Task prompt: For the word "contains", search the records and show each line in which it occurs.

Stored data:

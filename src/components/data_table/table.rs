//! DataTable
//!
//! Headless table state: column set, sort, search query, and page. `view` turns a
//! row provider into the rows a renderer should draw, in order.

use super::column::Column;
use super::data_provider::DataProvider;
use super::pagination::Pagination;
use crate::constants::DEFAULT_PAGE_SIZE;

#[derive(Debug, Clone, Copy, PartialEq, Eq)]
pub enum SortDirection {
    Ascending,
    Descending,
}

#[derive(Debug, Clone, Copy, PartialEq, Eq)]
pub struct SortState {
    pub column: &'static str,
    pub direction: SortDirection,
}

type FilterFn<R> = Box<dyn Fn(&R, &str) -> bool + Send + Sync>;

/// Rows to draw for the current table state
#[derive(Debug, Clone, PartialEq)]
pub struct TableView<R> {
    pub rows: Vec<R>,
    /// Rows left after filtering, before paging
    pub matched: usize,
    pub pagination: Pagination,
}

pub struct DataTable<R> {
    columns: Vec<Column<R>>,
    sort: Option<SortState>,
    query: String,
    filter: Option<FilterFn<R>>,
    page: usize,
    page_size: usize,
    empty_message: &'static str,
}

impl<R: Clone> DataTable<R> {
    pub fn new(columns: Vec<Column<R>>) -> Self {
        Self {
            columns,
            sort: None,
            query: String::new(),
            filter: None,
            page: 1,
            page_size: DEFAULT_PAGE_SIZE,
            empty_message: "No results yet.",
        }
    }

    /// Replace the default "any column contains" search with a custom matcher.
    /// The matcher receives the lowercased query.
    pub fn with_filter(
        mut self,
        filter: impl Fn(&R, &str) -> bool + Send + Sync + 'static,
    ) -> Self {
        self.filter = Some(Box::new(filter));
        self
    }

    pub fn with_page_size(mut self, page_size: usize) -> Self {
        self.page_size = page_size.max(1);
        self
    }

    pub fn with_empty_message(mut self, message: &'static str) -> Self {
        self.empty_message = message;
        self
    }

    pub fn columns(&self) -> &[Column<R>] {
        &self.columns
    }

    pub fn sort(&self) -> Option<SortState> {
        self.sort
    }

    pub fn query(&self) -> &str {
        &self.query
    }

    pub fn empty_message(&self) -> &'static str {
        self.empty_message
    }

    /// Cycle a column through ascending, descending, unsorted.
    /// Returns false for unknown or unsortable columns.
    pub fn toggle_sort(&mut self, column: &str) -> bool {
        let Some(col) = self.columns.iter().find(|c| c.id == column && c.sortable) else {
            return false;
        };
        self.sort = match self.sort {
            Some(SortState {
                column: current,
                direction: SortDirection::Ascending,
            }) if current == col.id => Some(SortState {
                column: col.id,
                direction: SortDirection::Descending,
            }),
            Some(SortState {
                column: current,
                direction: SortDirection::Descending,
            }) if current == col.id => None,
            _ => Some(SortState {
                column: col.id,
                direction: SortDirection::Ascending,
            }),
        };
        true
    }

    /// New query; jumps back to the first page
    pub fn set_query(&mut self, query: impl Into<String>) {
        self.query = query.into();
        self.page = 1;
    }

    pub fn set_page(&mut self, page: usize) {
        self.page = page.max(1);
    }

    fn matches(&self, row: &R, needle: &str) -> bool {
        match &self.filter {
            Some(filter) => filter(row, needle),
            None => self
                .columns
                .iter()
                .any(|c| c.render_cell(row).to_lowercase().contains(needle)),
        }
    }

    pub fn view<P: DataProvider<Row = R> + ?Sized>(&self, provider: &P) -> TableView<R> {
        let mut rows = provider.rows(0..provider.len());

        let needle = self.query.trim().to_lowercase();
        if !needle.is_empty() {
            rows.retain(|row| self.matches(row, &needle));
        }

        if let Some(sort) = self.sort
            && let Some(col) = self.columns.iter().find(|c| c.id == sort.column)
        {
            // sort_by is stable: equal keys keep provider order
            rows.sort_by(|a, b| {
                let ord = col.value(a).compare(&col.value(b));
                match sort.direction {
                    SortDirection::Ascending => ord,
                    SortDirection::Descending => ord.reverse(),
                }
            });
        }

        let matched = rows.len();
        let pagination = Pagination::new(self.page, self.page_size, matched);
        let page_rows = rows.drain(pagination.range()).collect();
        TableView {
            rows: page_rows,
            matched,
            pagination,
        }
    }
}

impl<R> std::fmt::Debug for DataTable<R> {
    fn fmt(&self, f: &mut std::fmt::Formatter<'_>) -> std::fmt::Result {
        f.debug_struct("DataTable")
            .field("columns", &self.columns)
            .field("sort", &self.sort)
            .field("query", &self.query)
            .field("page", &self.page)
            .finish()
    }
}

==

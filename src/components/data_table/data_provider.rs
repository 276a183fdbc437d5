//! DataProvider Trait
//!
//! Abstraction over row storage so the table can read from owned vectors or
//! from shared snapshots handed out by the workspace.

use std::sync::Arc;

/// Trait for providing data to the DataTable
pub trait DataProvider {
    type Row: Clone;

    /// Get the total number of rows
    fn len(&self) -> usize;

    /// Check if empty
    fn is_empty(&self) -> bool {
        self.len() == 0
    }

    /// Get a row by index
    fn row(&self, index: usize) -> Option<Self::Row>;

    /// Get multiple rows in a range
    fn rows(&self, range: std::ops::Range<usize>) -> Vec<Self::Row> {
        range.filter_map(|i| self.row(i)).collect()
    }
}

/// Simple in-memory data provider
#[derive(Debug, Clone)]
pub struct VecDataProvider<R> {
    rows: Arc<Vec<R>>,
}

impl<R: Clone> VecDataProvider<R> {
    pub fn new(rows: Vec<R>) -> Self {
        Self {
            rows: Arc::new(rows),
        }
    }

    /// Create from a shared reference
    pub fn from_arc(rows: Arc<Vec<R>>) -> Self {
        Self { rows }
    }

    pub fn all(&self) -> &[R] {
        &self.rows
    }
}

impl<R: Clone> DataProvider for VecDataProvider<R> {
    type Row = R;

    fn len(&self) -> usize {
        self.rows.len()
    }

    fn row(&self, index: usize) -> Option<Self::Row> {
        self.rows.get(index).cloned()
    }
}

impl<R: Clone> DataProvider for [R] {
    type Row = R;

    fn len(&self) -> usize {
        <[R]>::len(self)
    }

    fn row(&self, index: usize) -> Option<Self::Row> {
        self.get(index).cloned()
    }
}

---

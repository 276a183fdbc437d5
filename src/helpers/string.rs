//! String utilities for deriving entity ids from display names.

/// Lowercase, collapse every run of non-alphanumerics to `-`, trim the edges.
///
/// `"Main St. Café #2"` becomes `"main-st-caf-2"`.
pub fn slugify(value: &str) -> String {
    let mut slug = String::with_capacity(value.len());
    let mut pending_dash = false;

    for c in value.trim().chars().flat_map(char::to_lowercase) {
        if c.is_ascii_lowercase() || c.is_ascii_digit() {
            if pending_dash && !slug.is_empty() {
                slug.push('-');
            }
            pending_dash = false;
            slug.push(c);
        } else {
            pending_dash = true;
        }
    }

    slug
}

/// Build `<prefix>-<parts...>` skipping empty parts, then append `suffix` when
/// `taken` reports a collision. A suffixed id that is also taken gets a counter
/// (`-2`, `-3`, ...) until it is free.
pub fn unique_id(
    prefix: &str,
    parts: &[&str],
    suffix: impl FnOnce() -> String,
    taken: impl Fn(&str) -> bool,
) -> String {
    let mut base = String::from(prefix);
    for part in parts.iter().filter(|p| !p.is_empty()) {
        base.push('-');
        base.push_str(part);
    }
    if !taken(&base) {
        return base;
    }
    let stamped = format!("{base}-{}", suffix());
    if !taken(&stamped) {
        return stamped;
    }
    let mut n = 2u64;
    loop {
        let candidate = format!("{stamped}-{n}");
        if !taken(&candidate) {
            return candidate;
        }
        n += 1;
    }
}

Answer for the task:
    /// Replace the default "any column contains" search with a custom matcher.
                .any(|c| c.render_cell(row).to_lowercase().contains(needle)),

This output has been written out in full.